Origins of the Treaty:
The Indus Waters Treaty was signed in 1960 after nine years of negotiations between India and Pakistan with the help of the World Bank, which is also a signatory. The negotiations were the initiative of former World Bank President Eugene Black. Seen as one of the most successful international treaties, it has survived frequent tensions, including conflict, and has provided a framework for irrigation and hydropower development for more than half a century. Former U.S. President Dwight Eisenhower described it as "one bright spot ... in a very depressing world picture that we see so often."
How the Treaty works:
The Treaty sets out a mechanism for cooperation and information exchange between the two countries regarding their use of the rivers, known as the Permanent Indus Commission, which has a commissioner from each country. The Treaty also sets forth distinct procedures to handle issues which may arise: “questions” are handled by the Commission; “differences” are to be resolved by a Neutral Expert; and “disputes” are to be referred to a seven-member arbitral tribunal called the “Court of Arbitration.” As a signatory to the Treaty, the World Bank’s role is limited and procedural. In particular, its role in relation to “differences” and “disputes” is limited to the designation of people to fulfill certain roles when requested by either or both of the parties.

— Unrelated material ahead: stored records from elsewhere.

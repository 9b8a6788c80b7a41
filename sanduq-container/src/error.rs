//! Error types for Sanduq container operations.
//!
//! Every failure names the entry or class involved, and most carry a
//! hint about what to change.

use std::fmt;

use sanduq_support::rendering::{render_chain, render_list};

/// Main error type for all Sanduq operations.
#[derive(Debug, thiserror::Error)]
pub enum SanduqError {
    /// The requested name is not a usable entry name.
    #[error("Invalid entry name {0:?}: names must be non-empty and not padded with whitespace")]
    InvalidName(String),

    /// No definition exists for the requested name.
    #[error("{}", .0)]
    NotFound(NotFoundError),

    /// Resolution re-entered an entry or class that is still being built.
    #[error("{}", .0)]
    CircularDependency(CircularDependencyError),

    /// A required constructor parameter or property could not be satisfied.
    #[error("{}", .0)]
    Dependency(DependencyError),

    /// The resolved instance is not of the requested type.
    #[error("Entry {name:?} holds a {found}, not a {expected}")]
    TypeMismatch {
        name: String,
        expected: &'static str,
        found: &'static str,
    },

    /// A user factory returned an error of its own.
    #[error("Failed to construct {name:?}: {source}")]
    ConstructionFailed {
        name: String,
        #[source]
        source: Box<dyn std::error::Error + Send + Sync>,
    },

    /// A deferred proxy was first used after its container was dropped.
    #[error("Cannot initialize deferred {class}: the container that created it has been dropped")]
    ContainerDropped { class: String },
}

impl SanduqError {
    /// Wraps an arbitrary error raised while producing `name`.
    pub fn construction(
        name: impl Into<String>,
        source: impl Into<Box<dyn std::error::Error + Send + Sync>>,
    ) -> Self {
        SanduqError::ConstructionFailed {
            name: name.into(),
            source: source.into(),
        }
    }

    /// Builds a [`SanduqError::Dependency`] for `point` of `class`.
    pub fn dependency(
        class: impl Into<String>,
        point: impl Into<String>,
        reason: impl Into<String>,
    ) -> Self {
        SanduqError::Dependency(DependencyError {
            class: class.into(),
            point: point.into(),
            reason: reason.into(),
        })
    }

    /// Error for an injection point a class does not declare.
    pub fn unknown_point(class: &str, point: &str) -> Self {
        Self::dependency(class, point, "the class declares no such injection point")
    }
}

/// Error when no definition exists for a name.
#[derive(Debug)]
pub struct NotFoundError {
    /// The name that was requested
    pub requested: String,
    /// The entry whose resolution asked for it, if any
    pub required_by: Option<String>,
    /// Registered names that look similar
    pub suggestions: Vec<String>,
}

impl fmt::Display for NotFoundError {
    fn fmt(&self, f: &mut fmt::Formatter<'_>) -> fmt::Result {
        write!(f, "No entry or class found for {:?}", self.requested)?;

        if let Some(ref parent) = self.required_by {
            write!(f, "\n  Required by: {parent}")?;
        }

        if !self.suggestions.is_empty() {
            write!(f, "\n  Did you mean one of:{}", render_list(&self.suggestions, "    "))?;
        }

        write!(
            f,
            "\n  Hint: define it with .set({:?}, ...) or register the class for autowiring",
            self.requested
        )
    }
}

/// Error when a construction chain loops back on itself.
#[derive(Debug)]
pub struct CircularDependencyError {
    /// The entry or class that was re-entered.
    pub entry: String,
    /// The resolution chain that closes the loop, e.g. `["A", "B", "A"]`.
    pub chain: Vec<String>,
}

impl fmt::Display for CircularDependencyError {
    fn fmt(&self, f: &mut fmt::Formatter<'_>) -> fmt::Result {
        write!(
            f,
            "Circular dependency detected while resolving {}:\n  {}",
            self.entry,
            render_chain(&self.chain)
        )?;
        write!(
            f,
            "\n  Hint: mark one of the classes lazy or inject it as a proxy"
        )
    }
}

/// Error when a constructor parameter or property cannot be resolved.
#[derive(Debug)]
pub struct DependencyError {
    /// The class being built or injected
    pub class: String,
    /// The parameter or property name
    pub point: String,
    /// Why it could not be satisfied
    pub reason: String,
}

impl fmt::Display for DependencyError {
    fn fmt(&self, f: &mut fmt::Formatter<'_>) -> fmt::Result {
        write!(
            f,
            "Cannot resolve `{}` of {}: {}",
            self.point, self.class, self.reason
        )
    }
}

/// Convenient Result type for Sanduq operations.
pub type Result<T> = std::result::Result<T, SanduqError>;
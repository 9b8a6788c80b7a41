//! # Sanduq: an IoC container for Rust
//!
//! Resolves entries by name: values, factories, aliases and classes
//! built by constructor injection, with singleton caching, circular
//! dependency detection and lazy proxies.
//!
//! ```rust
//! use sanduq::prelude::*;
//!
//! #[derive(Injectable)]
//! struct Greeter {
//!     #[inject(name = "greeting")]
//!     greeting: String,
//! }
//!
//! let container = Container::builder()
//!     .define("greeting", value(String::from("Salam")))
//!     .build()
//!     .unwrap();
//!
//! let greeter: Ref<Greeter> = container.get("Greeter").unwrap();
//! assert_eq!(greeter.greeting, "Salam");
//! ```

extern crate self as sanduq;

pub use sanduq_container::*;
pub use sanduq_derive::*;
pub use sanduq_support as support;

/// Everything needed to configure and use a container.
pub mod prelude {
    pub use sanduq_container::prelude::*;
    pub use sanduq_derive::Injectable;
}
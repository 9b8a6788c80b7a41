//! Instance scopes for class definitions.
//!
//! - [`Scope::Singleton`]: built once, cached for the life of the container
//! - [`Scope::Prototype`]: built fresh on every resolution, never cached
//!
//! Values and factory results are always cached; scope only applies to
//! class definitions.

use std::fmt;

use serde::{Deserialize, Serialize};

/// Defines how long a class instance lives within the container.
///
/// # Examples
/// ```
/// use sanduq_container::scope::Scope;
///
/// assert!(Scope::Singleton.is_cached());
/// assert!(!Scope::Prototype.is_cached());
/// assert_eq!(Scope::default(), Scope::Singleton);
/// ```
#[derive(Debug, Clone, Copy, PartialEq, Eq, Hash, Default, Serialize, Deserialize)]
#[serde(rename_all = "lowercase")]
pub enum Scope {
    /// One instance shared by every caller.
    ///
    /// Created on first resolve, cached until the entry is redefined or
    /// the container is dropped.
    #[default]
    Singleton,

    /// A new instance on every resolve.
    ///
    /// The caller owns what it receives; the container keeps nothing.
    Prototype,
}

impl Scope {
    /// Returns `true` if instances of this scope are cached.
    #[inline]
    pub fn is_cached(&self) -> bool {
        matches!(self, Scope::Singleton)
    }
}

impl fmt::Display for Scope {
    fn fmt(&self, f: &mut fmt::Formatter<'_>) -> fmt::Result {
        match self {
            Scope::Singleton => write!(f, "Singleton"),
            Scope::Prototype => write!(f, "Prototype"),
        }
    }
}
#[test]
fn threads_entering_a_cycle_from_both_ends_fail() {
    let container = Container::new();
    let barrier = std::sync::Barrier::new(2);

    let (left, right) = thread::scope(|s| {
        let left = s.spawn(|| {
            barrier.wait();
            container.get::<Left>("Left").map(|_| ())
        });
        let right = s.spawn(|| {
            barrier.wait();
            container.get::<Right>("Right").map(|_| ())
        });
        (left.join().unwrap(), right.join().unwrap())
    });

    assert!(matches!(left, Err(SanduqError::CircularDependency(_))));
    assert!(matches!(right, Err(SanduqError::CircularDependency(_))));
}

#[test]
fn missing_entry_is_not_found() {
    let container = Container::new();

    assert!(matches!(
        container.resolve("DoesNotExist", false),
        Err(SanduqError::NotFound(_))
    ));
    assert!(!container.has("DoesNotExist").unwrap());
}

#[test]
fn unresolvable_parameter_is_a_dependency_error() {
    let container = Container::new();

    match container.get::<Report>("Report") {
        Err(SanduqError::Dependency(err)) => {
            assert_eq!(err.class, "Report");
            assert_eq!(err.point, "_title");
        }
        Ok(_) => panic!("Expected Dependency error, got a Report"),
        Err(other) => panic!("Expected Dependency error, got: {other:?}"),
    }
}

#[test]
fn failed_factory_is_retried() {
    let attempts = std::sync::Arc::new(AtomicUsize::new(0));
    let container = Container::new();
    container
        .set("flaky", factory({
            let attempts = attempts.clone();
            move |_: &dyn Resolver| {
                if attempts.fetch_add(1, Ordering::SeqCst) == 0 {
                    Err(SanduqError::construction("flaky", "connection refused"))
                } else {
                    Ok(7u8)
                }
            }
        }))
        .unwrap();

    assert!(matches!(
        container.get::<u8>("flaky"),
        Err(SanduqError::ConstructionFailed { .. })
    ));
    assert!(!container.is_cached("flaky"));
    assert_eq!(*container.get::<u8>("flaky").unwrap(), 7);
    assert_eq!(attempts.load(Ordering::SeqCst), 2);
}

#[test]
fn wrong_type_is_reported() {
    let container = Container::new();
    container.set_value("port", 5432u16).unwrap();

    assert!(matches!(
        container.get::<String>("port"),
        Err(SanduqError::TypeMismatch { .. })
    ));
}

// === Proxies ===

#[test]
fn proxy_defers_construction_until_first_use() {
    let container = heavy_container();
    let stats = container.get::<Stats>("Stats").unwrap();

    let heavy = container.get_proxy::<Heavy>("Heavy").unwrap();
    assert!(heavy.is_deferred());
    assert_eq!(stats.built(), 0);

    assert_eq!(heavy.builds(), 1);
    assert_eq!(heavy.builds(), 1);
    assert_eq!(stats.built(), 1);
}

#[test]
fn concurrent_proxy_use_builds_once() {
    let container = heavy_container();
    let heavy = container.get_proxy::<Heavy>("Heavy").unwrap();

    thread::scope(|s| {
        for _ in 0..8 {
            s.spawn(|| assert_eq!(heavy.builds(), 1));
        }
    });
}

#[test]
fn singleton_proxy_used_during_its_own_build_fails() {
    let container = Container::builder()
        .define("Node", create::<Node>().lazy())
        .define("Peer", create::<Peer>())
        .build()
        .unwrap();

    let node = container.get::<Node>("Node").unwrap();
    assert!(node.is_deferred());

    assert_node_cycle(&node);
    assert_node_cycle(&node);
    assert!(!node.is_initialized());
}

#[test]
fn prototype_proxy_used_during_its_own_build_fails() {
    let container = Container::builder()
        .define("Node", create::<Node>().lazy().prototype())
        .define("Peer", create::<Peer>().prototype())
        .build()
        .unwrap();

    let node = container.get::<Node>("Node").unwrap();
    assert_node_cycle(&node);
    assert_node_cycle(&container.get::<Node>("Node").unwrap());
}

// === Mutation ===

#[test]
fn redefinition_replaces_the_cached_value() {
    let container = Container::new();
    container.set_value("x", 1i32).unwrap();
    assert_eq!(*container.get::<i32>("x").unwrap(), 1);

    container.set_value("x", 2i32).unwrap();
    assert_eq!(*container.get::<i32>("x").unwrap(), 2);
}

#[test]
fn add_definitions_last_write_wins() {
    let container = Container::new();
    container
        .add_definitions(vec![
            ("level", value(1u8)),
            ("alias", get("level")),
            ("level", value(2u8)),
        ])
        .unwrap();

    assert_eq!(*container.get::<u8>("alias").unwrap(), 2);
}
//! The resolving interface handed to factories and injectors.

use std::any::Any;

use crate::error::Result;
use crate::instance::{Instance, Ref};

/// Resolves entries by name.
///
/// Factories receive a `&dyn Resolver` so they can pull further entries
/// from the container. Lookups made through it share the caller's
/// resolution chain, so cycles across factories are detected.
pub trait Resolver {
    /// Resolves `name`; with `deferred`, class entries come back as proxies.
    fn resolve(&self, name: &str, deferred: bool) -> Result<Instance>;

    /// Returns `true` if `name` is cached or has a definition.
    fn has(&self, name: &str) -> Result<bool>;
}

/// Typed lookups on top of any [`Resolver`].
///
/// ```rust,ignore
/// let db = factory(|r| {
///     let url: Ref<String> = r.get("db.url")?;
///     Ok(Database::connect(&url))
/// });
/// ```
pub trait ResolverExt: Resolver {
    /// Resolves `name` eagerly as a `T`.
    fn get<T: Any + Send + Sync>(&self, name: &str) -> Result<Ref<T>> {
        self.resolve(name, false)?.typed(name)
    }

    /// Resolves `name` as a `T`, deferring construction of class entries.
    fn get_proxy<T: Any + Send + Sync>(&self, name: &str) -> Result<Ref<T>> {
        self.resolve(name, true)?.typed(name)
    }
}

impl<R: Resolver + ?Sized> ResolverExt for R {}
//! Entry names and class names.
//!
//! Entries are addressed by plain strings. Classes get a short name
//! derived from their Rust type name, so `my_app::mail::Mailer` is
//! addressable as `Mailer`.

/// Returns `true` if `name` can address a container entry.
///
/// A name must be non-empty and must not start or end with whitespace.
///
/// ```
/// use sanduq_support::naming::is_valid_name;
///
/// assert!(is_valid_name("db.url"));
/// assert!(!is_valid_name(""));
/// assert!(!is_valid_name(" Mailer"));
/// ```
pub fn is_valid_name(name: &str) -> bool {
    !name.is_empty() && name.trim() == name
}

/// Strips module paths from a fully qualified type name.
///
/// ```
/// use sanduq_support::naming::short_type_name;
///
/// assert_eq!(short_type_name("my_app::services::UserService"), "UserService");
/// assert_eq!(
///     short_type_name("alloc::sync::Arc<dyn my_app::traits::Logger>"),
///     "Arc<dyn Logger>"
/// );
/// ```
pub fn short_type_name(full_name: &str) -> String {
    let mut result = String::with_capacity(full_name.len());
    let mut segment = String::new();
    let mut chars = full_name.chars().peekable();

    while let Some(ch) = chars.next() {
        match ch {
            ':' if chars.peek() == Some(&':') => {
                chars.next();
                segment.clear();
            }
            '<' | '>' | ',' | ' ' | '(' | ')' | '[' | ']' | '&' | ';' => {
                result.push_str(&segment);
                result.push(ch);
                segment.clear();
            }
            _ => segment.push(ch),
        }
    }

    result.push_str(&segment);
    result
}

/// Picks up to `limit` names from `available` that look like `requested`.
///
/// Substring matches rank first, then names sharing a common prefix of at
/// least three characters. Matching is case-insensitive.
pub fn suggest_names<S: AsRef<str>>(requested: &str, available: &[S], limit: usize) -> Vec<String> {
    let wanted = requested.to_lowercase();

    let mut scored: Vec<(&str, usize)> = available
        .iter()
        .map(AsRef::as_ref)
        .filter(|name| *name != requested)
        .filter_map(|name| {
            let candidate = name.to_lowercase();
            if candidate.contains(&wanted) || wanted.contains(&candidate) {
                return Some((name, 100));
            }

            let common = candidate
                .chars()
                .zip(wanted.chars())
                .take_while(|(a, b)| a == b)
                .count();
            (common >= 3).then_some((name, common * 10))
        })
        .collect();

    scored.sort_by(|a, b| b.1.cmp(&a.1).then_with(|| a.0.cmp(b.0)));
    scored.dedup_by(|a, b| a.0 == b.0);
    scored
        .into_iter()
        .take(limit)
        .map(|(name, _)| name.to_string())
        .collect()
}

What the disagreement is about:
India and Pakistan disagree about the construction of the Kishenganga (330 megawatts) and Ratle (850 megawatts) hydroelectric power plants being built by India (the World Bank is not financing either project). The two countries disagree over whether the technical design features of the two hydroelectric plants contravene the Treaty. The plants are on respectively a tributary of the Jhelum and the Chenab Rivers. The Treaty designates these two rivers as well as the Indus as the “Western Rivers” to which Pakistan has unrestricted use. Among other uses, under the Treaty, India is permitted to construct hydroelectric power facilities on these rivers subject to constraints specified in Annexures to the Treaty. Talks related to the Kishenganga and Ratle hydroelectric power plants are ongoing.
Different Treaty mechanisms have been sought by India and Pakistan:
Pakistan asked the World Bank to facilitate the setting up of a Court of Arbitration to look into its concerns about the designs of the two hydroelectric power projects. India asked for the appointment of a Neutral Expert for the same purpose. These requests came after the Permanent Indus Commission had been engaged in discussions on the matter for a while. During several months prior to December 12, 2016, the World Bank sought to fulfil its procedural obligations with respect to both the Court of Arbitration and the Neutral Expert. The Treaty does not empower the World Bank to choose whether one procedure should take precedence over the other; rather it vests the determination of jurisdictional competence on each of the two mechanisms. At the same time, the World Bank actively encouraged both countries to agree amicably on a mechanism to address the issues.
Pausing Treaty processes and working with India and Pakistan:
On December 12, 2016, World Bank Group President Jim Yong Kim announced that the World Bank would pause before taking further steps in each of the two processes requested by the parties. Both India and Pakistan stated that processing the requests regarding the Neutral Expert and Court of Arbitration simultaneously presented a substantial threat to the Treaty, since it risked contradictory outcomes and worked against the spirit of goodwill and friendship that underpins the Treaty. The announcement by the Bank to pause the processes was taken to protect the Treaty in the interests of both countries.
For more than a year since late 2016, the World Bank has worked tirelessly to seek an amicable resolution to the most recent disagreement and to protect the Treaty. Dozens of high-level meetings have been convened and a variety of proposals have been discussed. The World Bank remains committed to act in good faith and with complete impartiality and transparency in fulfilling its responsibilities under the Treaty, while continuing to assist the countries.